Stored data:
------------------------------------------------
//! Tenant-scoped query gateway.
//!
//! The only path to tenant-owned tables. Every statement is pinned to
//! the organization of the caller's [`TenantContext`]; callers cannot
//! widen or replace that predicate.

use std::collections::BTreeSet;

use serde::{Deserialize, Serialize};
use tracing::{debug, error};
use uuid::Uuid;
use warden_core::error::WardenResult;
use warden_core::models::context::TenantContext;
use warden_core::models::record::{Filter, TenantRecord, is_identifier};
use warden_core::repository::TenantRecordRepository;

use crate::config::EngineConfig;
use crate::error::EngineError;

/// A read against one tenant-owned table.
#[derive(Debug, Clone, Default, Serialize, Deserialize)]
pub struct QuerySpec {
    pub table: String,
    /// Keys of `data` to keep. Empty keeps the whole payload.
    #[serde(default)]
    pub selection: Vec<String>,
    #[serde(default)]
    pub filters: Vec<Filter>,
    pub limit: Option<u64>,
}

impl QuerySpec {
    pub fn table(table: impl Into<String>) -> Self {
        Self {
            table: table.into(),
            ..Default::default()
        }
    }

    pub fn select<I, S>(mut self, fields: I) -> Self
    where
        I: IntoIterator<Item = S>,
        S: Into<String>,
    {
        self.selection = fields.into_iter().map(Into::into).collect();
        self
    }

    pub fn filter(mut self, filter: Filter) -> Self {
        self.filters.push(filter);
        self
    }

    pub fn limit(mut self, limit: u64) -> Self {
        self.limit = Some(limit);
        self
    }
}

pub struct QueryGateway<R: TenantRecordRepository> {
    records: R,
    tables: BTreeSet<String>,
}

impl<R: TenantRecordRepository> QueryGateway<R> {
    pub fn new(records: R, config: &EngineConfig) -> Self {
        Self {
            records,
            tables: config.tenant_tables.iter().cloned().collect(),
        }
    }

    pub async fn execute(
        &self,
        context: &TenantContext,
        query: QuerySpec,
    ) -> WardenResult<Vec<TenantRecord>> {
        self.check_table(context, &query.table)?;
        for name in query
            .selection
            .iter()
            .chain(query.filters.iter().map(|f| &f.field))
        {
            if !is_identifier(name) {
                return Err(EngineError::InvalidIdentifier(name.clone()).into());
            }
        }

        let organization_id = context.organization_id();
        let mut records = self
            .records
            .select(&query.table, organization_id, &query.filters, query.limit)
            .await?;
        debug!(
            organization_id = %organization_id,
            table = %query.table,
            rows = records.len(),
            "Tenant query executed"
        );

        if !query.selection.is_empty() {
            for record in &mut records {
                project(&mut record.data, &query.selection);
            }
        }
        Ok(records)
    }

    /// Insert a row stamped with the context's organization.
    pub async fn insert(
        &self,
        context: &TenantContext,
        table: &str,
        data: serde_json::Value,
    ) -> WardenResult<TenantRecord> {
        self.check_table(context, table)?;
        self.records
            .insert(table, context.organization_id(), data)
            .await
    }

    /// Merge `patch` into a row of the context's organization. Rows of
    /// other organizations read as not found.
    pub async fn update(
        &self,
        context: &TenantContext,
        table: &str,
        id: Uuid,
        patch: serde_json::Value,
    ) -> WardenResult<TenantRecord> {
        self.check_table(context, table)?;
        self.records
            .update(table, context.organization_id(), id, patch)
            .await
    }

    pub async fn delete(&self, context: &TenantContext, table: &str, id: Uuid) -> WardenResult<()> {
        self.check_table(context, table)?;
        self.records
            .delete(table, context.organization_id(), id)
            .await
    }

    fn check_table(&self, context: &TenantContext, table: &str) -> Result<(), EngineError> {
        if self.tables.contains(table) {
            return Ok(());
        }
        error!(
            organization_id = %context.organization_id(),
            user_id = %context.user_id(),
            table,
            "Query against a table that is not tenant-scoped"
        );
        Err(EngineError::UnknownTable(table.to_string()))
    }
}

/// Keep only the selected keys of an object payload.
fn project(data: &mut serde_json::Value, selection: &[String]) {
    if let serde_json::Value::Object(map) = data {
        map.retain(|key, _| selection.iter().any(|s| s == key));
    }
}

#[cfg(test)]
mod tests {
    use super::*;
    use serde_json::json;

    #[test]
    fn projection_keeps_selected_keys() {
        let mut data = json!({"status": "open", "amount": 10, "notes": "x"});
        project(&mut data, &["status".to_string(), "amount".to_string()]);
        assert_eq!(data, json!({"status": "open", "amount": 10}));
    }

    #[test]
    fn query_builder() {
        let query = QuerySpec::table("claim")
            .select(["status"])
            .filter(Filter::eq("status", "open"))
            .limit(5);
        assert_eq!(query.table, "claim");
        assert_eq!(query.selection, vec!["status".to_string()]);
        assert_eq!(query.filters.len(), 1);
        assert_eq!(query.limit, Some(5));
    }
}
------------------------------------------------
EXERCISE INSTRUCTIONS: Say, as a bare number, how many lines above contain the word "that".

YOUR RESPONSE: 2